Greece's Piraeus Bank more profitable in first quarter as provisions fall

ATHENS (Reuters) - Greece’s largest lender by assets, Piraeus Bank (BOPr.AT), reported a rise in first-quarter net profit, excluding one-off items, thanks to lower loan-loss provisions.

Piraeus, which is 26.2 percent owned by Greece’s bank rescue fund HFSF, reported a net profit from continued operations of 18 million euros (16 million pounds), excluding one-off items.

The bank flagged a sum of 21 million euros from the sale of EFSF bonds to the central bank as a one-off item in the first quarter. This, coupled with 138 million euros of staff costs related to a voluntary exit scheme, led to a loss of 80 million euros.

Piraeus reported net earnings of 12 million euros in the fourth quarter of 2017.

Piraeus and other Greek banks recently underwent a health check by the European Central Bank before the country exits its bailout in August.

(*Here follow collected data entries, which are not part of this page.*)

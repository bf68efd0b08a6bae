//! Linear projection from geographic coordinates to the map plane.
//!
//! The whole dataset shares one projection, derived once from the bounding
//! box of every loaded feature so that the longest side spans a configured
//! number of world units.

use geo_types::Coord;
use glam::Vec2;

/// Geographic extent of a dataset, in degrees.
#[derive(Debug, Clone, Copy, PartialEq)]
pub struct GeoBounds {
    pub min_lon: f64,
    pub max_lon: f64,
    pub min_lat: f64,
    pub max_lat: f64,
}

impl GeoBounds {
    /// Starts a box at a single coordinate.
    pub fn at(coord: Coord<f64>) -> Self {
        Self {
            min_lon: coord.x,
            max_lon: coord.x,
            min_lat: coord.y,
            max_lat: coord.y,
        }
    }

    /// Grows the box to include `coord`.
    pub fn include(&mut self, coord: Coord<f64>) {
        self.min_lon = self.min_lon.min(coord.x);
        self.max_lon = self.max_lon.max(coord.x);
        self.min_lat = self.min_lat.min(coord.y);
        self.max_lat = self.max_lat.max(coord.y);
    }

    pub fn lon_span(&self) -> f64 {
        self.max_lon - self.min_lon
    }

    pub fn lat_span(&self) -> f64 {
        self.max_lat - self.min_lat
    }

    /// Midpoint as a (lon, lat) coordinate.
    pub fn center(&self) -> Coord<f64> {
        Coord {
            x: (self.min_lon + self.max_lon) / 2.0,
            y: (self.min_lat + self.max_lat) / 2.0,
        }
    }
}

/// Parameters of the map projection, fixed after load.
#[derive(Debug, Clone, Copy, PartialEq)]
pub struct ProjectionParameters {
    /// World units per degree.
    pub scale: f32,
    /// Longitude projected onto `origin.x`.
    pub center_lon: f32,
    /// Latitude projected onto `origin.y`.
    pub center_lat: f32,
    /// World-space position of the projection center (half the world).
    pub origin: Vec2,
}

impl ProjectionParameters {
    pub fn new(scale: f32, center_lon: f32, center_lat: f32, origin: Vec2) -> Self {
        Self {
            scale,
            center_lon,
            center_lat,
            origin,
        }
    }

    /// Derives parameters so the longest side of `bounds` spans `target_span`.
    ///
    /// A dataset that collapses to a point has no span to fit, so it gets
    /// `fallback_scale` instead.
    pub fn from_bounds(
        bounds: &GeoBounds,
        target_span: f32,
        fallback_scale: f32,
        origin: Vec2,
    ) -> Self {
        let span = bounds.lon_span().max(bounds.lat_span());
        let scale = if span > 0.0 && span.is_finite() {
            (target_span as f64 / span) as f32
        } else {
            fallback_scale
        };
        let center = bounds.center();

        Self {
            scale,
            center_lon: center.x as f32,
            center_lat: center.y as f32,
            origin,
        }
    }

    /// Projects a latitude/longitude pair to world coordinates.
    pub fn project(&self, lat: f32, lon: f32) -> Vec2 {
        Vec2::new(
            (lon - self.center_lon) * self.scale + self.origin.x,
            (lat - self.center_lat) * self.scale + self.origin.y,
        )
    }

    /// Projects a GeoJSON-ordered (lon, lat) coordinate.
    pub fn project_coord(&self, coord: Coord<f64>) -> Vec2 {
        self.project(coord.y as f32, coord.x as f32)
    }

    /// Inverse of [`project`](Self::project), returned as (lon, lat).
    pub fn unproject(&self, point: Vec2) -> Coord<f64> {
        Coord {
            x: ((point.x - self.origin.x) / self.scale + self.center_lon) as f64,
            y: ((point.y - self.origin.y) / self.scale + self.center_lat) as f64,
        }
    }
}

#[cfg(test)]
mod tests {
    use super::*;

    #[test]
    fn test_project_literal() {
        let params = ProjectionParameters::new(1.0, 0.0, 0.0, Vec2::new(400.0, 300.0));
        assert_eq!(params.project(10.0, 20.0), Vec2::new(420.0, 310.0));
    }

    #[test]
    fn test_scale_fits_longest_side() {
        let mut bounds = GeoBounds::at(Coord { x: 13.0, y: 45.0 });
        bounds.include(Coord { x: 16.5, y: 47.0 });

        let params = ProjectionParameters::from_bounds(&bounds, 700.0, 1.0, Vec2::ZERO);
        assert!((params.scale - 200.0).abs() < 1e-3);
        assert!((params.center_lon - 14.75).abs() < 1e-5);
        assert!((params.center_lat - 46.0).abs() < 1e-5);

        let a = params.project(45.0, 13.0);
        let b = params.project(47.0, 16.5);
        assert!((b.x - a.x) <= 700.0 + 1e-2);
        assert!((b.y - a.y) <= 700.0 + 1e-2);
    }

    #[test]
    fn test_single_point_uses_fallback_scale() {
        let bounds = GeoBounds::at(Coord { x: 14.5, y: 46.0 });
        let params = ProjectionParameters::from_bounds(&bounds, 700.0, 2.5, Vec2::ZERO);
        assert_eq!(params.scale, 2.5);
        assert_eq!(params.project(46.0, 14.5), Vec2::ZERO);
    }

    #[test]
    fn test_unproject_inverts_project() {
        let params = ProjectionParameters::new(180.0, 14.8, 46.1, Vec2::new(400.0, 300.0));
        let p = params.project(46.5, 15.2);
        let back = params.unproject(p);
        assert!((back.x - 15.2).abs() < 1e-4);
        assert!((back.y - 46.5).abs() < 1e-4);
    }
}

The stress test results, released last week, showed no need for new capital.

“The outcome of the 2018 stress test signals the end of a long period of uncertainty for Greece’s banking sector,” Piraeus CEO Christos Megalou said in a statement. “The results confirmed that the market environment in Greece is tangibly improving.”

    Megalou said the bank’s financial standing would be further strengthened by the plan that management is already executing, which includes the sale of bad loan portfolios and divesting non-core assets.

    The bank said bad debt provisions fell to 164 million euros in January to March, from 1.18 billion euros in the fourth quarter.

    Greek banks have been under regulatory pressure to tackle their bad debt problem, which restricts their ability to expand credit and help the economy recover. So-called non-performing exposures (NPEs) are the biggest challenge facing the sector.

    Piraeus said its stock of NPEs decreased for the 10th straight quarter to 32.2 billion euros.

    Funding from the Greek central bank dropped to 2.1 billion euros, from 11 billion in the same quarter a year earlier.